#### TASK BRIEF:
Copy out each line of the data that holds the string "types".

Excerpts from a dataset
☆ ☆ ☆ ☆ ☆

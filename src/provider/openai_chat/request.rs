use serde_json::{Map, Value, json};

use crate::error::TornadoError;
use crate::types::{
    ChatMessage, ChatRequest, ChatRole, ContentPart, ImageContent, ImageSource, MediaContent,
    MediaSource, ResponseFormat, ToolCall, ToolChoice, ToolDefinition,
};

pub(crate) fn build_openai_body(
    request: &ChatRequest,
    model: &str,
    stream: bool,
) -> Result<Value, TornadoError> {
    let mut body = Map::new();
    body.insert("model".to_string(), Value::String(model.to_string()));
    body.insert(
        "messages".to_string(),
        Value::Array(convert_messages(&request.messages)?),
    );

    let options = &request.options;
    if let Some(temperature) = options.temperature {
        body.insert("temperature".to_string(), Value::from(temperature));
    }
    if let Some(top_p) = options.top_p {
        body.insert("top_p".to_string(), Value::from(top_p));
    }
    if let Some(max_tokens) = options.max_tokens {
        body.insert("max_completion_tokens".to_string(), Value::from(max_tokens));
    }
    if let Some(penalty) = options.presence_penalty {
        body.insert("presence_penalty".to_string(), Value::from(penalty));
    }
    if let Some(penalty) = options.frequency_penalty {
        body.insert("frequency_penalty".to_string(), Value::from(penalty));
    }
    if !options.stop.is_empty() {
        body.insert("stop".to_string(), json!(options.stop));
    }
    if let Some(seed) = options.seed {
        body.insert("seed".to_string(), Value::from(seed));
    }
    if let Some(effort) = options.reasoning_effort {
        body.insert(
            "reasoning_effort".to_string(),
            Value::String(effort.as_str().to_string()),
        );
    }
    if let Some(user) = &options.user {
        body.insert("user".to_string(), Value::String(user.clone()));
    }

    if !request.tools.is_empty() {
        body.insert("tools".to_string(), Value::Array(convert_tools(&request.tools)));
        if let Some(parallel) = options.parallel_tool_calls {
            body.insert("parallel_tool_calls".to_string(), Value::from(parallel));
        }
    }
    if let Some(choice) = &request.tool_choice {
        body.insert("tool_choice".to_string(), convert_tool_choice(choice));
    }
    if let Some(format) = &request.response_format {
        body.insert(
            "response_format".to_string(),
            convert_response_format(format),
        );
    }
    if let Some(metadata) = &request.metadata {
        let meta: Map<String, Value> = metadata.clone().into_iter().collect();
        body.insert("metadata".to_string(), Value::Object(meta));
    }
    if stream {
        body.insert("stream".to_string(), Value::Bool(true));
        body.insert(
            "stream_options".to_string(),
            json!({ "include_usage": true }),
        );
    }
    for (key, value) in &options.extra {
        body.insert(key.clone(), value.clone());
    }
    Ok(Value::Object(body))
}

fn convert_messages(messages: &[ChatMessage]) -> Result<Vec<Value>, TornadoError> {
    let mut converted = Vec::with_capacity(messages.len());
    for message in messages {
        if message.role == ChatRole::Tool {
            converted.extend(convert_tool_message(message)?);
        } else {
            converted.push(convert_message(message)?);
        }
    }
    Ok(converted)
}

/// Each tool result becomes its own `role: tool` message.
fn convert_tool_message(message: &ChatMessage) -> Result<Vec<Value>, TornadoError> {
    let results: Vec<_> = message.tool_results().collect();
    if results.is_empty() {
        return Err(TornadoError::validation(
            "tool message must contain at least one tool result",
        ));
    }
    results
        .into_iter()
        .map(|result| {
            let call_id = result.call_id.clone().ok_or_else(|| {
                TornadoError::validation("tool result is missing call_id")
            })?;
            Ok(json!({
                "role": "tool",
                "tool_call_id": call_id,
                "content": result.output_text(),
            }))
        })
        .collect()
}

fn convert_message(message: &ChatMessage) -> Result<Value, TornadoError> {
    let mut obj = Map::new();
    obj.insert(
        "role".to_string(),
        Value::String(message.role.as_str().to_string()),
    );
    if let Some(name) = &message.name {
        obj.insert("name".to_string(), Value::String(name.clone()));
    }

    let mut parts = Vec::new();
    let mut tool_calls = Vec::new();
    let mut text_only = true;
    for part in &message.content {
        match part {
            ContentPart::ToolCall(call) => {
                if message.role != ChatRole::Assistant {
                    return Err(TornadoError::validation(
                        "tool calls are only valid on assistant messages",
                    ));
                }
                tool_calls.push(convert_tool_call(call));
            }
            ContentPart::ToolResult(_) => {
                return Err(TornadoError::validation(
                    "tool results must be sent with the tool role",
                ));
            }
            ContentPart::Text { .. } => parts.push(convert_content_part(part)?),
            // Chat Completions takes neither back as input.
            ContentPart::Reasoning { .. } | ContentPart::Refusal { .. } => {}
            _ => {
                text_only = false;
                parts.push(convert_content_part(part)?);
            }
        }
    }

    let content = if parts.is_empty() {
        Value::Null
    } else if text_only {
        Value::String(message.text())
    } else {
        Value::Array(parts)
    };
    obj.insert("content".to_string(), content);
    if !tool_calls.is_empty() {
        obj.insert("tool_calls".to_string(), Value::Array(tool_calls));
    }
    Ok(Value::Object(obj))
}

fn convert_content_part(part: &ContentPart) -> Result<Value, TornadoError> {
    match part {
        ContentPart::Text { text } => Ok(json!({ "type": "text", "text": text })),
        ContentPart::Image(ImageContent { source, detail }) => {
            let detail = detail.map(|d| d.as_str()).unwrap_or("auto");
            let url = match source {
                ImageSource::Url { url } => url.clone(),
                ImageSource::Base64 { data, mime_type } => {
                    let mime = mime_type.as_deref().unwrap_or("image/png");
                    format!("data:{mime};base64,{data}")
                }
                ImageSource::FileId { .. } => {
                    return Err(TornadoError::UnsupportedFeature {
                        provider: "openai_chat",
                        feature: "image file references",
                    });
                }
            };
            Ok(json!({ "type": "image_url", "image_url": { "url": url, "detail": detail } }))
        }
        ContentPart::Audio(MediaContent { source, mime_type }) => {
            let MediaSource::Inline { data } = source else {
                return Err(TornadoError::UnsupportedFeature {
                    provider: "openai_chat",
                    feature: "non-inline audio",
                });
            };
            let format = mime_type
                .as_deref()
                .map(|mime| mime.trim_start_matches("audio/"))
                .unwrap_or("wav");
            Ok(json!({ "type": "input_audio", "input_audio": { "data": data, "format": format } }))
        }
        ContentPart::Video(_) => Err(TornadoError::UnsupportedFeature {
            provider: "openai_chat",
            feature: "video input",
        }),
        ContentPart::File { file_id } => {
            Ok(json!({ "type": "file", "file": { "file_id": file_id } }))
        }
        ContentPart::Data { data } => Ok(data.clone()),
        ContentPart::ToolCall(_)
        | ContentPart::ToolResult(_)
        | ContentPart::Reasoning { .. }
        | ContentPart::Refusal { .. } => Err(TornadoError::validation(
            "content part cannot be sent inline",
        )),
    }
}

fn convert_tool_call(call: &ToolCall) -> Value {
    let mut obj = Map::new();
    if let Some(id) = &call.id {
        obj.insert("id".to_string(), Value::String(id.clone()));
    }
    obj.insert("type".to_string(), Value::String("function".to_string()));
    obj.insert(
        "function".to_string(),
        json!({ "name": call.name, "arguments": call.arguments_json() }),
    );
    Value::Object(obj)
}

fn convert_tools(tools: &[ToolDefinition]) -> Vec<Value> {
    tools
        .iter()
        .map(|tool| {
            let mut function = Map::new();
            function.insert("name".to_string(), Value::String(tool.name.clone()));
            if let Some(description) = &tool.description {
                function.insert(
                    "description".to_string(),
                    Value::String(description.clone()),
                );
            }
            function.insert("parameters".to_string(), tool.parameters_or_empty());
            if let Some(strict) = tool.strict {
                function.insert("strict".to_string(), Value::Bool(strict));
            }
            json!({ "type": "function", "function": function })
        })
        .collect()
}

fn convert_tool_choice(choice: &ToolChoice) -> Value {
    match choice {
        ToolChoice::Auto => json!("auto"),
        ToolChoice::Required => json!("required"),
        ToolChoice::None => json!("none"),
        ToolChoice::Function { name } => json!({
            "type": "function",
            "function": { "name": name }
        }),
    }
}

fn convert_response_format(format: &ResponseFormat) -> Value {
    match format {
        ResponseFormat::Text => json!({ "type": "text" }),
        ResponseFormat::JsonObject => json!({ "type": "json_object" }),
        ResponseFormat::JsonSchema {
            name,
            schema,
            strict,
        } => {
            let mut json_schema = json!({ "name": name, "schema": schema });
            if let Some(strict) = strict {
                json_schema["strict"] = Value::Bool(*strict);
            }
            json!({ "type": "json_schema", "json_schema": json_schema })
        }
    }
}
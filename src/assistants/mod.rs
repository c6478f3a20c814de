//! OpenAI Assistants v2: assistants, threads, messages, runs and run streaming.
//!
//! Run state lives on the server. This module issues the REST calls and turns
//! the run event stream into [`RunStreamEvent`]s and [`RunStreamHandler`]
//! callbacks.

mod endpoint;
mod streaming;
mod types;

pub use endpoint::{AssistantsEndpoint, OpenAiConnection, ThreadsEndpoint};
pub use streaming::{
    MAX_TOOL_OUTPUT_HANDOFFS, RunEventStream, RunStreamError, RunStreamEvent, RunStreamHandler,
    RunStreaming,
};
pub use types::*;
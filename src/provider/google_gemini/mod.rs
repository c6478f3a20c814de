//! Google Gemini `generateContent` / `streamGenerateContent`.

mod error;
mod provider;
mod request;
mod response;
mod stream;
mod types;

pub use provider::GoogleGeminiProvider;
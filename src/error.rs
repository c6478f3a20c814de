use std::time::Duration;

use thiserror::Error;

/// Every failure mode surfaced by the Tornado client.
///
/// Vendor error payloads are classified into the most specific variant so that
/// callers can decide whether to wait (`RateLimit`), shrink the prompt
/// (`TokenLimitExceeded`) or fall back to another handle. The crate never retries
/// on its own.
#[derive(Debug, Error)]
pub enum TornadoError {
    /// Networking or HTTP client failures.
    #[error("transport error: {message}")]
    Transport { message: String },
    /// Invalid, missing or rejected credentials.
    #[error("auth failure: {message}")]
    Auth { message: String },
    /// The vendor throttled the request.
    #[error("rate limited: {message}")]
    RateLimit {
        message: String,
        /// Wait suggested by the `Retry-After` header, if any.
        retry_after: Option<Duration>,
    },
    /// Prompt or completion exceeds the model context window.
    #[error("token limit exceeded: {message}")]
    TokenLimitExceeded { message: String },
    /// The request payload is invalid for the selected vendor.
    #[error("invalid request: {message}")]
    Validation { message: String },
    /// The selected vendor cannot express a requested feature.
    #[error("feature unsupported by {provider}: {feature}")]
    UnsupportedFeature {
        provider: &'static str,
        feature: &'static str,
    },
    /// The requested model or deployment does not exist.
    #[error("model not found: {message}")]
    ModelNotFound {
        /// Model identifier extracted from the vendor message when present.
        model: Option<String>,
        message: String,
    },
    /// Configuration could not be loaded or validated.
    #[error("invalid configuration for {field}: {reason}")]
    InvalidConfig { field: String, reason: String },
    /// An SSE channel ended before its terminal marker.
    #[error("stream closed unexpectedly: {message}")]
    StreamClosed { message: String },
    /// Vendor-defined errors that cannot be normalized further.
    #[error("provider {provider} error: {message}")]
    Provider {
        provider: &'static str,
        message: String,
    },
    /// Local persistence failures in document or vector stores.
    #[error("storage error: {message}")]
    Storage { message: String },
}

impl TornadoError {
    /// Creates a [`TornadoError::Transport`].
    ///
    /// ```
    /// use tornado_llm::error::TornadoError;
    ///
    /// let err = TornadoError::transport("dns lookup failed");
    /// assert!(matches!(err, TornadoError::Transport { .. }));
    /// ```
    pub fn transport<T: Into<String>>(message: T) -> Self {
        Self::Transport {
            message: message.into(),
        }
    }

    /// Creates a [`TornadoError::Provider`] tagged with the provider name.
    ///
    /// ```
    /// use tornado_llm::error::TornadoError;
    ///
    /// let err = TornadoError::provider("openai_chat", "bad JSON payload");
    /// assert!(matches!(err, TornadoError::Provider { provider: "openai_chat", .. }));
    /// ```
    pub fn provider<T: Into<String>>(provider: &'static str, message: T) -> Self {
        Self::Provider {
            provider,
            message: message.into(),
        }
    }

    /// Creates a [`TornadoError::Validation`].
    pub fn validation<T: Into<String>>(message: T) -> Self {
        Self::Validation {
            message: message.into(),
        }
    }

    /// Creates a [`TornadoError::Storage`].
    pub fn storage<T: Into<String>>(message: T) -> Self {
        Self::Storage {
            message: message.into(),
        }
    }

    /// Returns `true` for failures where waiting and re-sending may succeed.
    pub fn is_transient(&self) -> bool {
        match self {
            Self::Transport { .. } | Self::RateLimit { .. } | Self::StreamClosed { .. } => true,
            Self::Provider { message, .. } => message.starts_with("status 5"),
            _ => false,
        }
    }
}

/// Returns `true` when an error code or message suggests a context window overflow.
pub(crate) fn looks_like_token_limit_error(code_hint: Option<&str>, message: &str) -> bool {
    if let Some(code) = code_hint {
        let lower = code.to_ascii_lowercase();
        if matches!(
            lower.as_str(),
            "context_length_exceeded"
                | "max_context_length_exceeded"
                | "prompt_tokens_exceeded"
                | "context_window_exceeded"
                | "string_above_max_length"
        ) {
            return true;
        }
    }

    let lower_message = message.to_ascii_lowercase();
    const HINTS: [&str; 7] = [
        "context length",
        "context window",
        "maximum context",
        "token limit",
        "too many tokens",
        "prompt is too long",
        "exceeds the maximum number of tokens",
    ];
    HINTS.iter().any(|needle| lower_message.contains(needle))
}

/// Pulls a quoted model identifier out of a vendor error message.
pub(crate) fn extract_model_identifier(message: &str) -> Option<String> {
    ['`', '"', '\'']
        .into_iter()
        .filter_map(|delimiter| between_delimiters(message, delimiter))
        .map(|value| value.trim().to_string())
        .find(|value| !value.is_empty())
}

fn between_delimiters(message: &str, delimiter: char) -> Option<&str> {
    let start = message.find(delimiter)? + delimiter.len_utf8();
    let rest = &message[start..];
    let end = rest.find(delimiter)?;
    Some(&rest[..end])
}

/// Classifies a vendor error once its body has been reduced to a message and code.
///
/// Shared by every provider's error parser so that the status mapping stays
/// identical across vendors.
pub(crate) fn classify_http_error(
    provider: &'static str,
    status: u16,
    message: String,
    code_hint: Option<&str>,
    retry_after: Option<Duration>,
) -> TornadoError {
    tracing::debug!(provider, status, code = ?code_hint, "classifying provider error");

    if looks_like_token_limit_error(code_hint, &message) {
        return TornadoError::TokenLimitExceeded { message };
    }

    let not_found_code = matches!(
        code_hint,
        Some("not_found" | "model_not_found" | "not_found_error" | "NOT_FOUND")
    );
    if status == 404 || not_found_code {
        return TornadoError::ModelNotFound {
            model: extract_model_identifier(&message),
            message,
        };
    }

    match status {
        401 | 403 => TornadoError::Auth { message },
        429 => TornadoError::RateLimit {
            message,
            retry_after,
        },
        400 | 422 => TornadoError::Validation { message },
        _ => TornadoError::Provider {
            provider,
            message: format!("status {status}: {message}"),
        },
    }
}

☆ ☆ ☆ ☆ ☆

#### RESPONSE:
use crate::types::{
mod types;
pub use types::*;
mod types;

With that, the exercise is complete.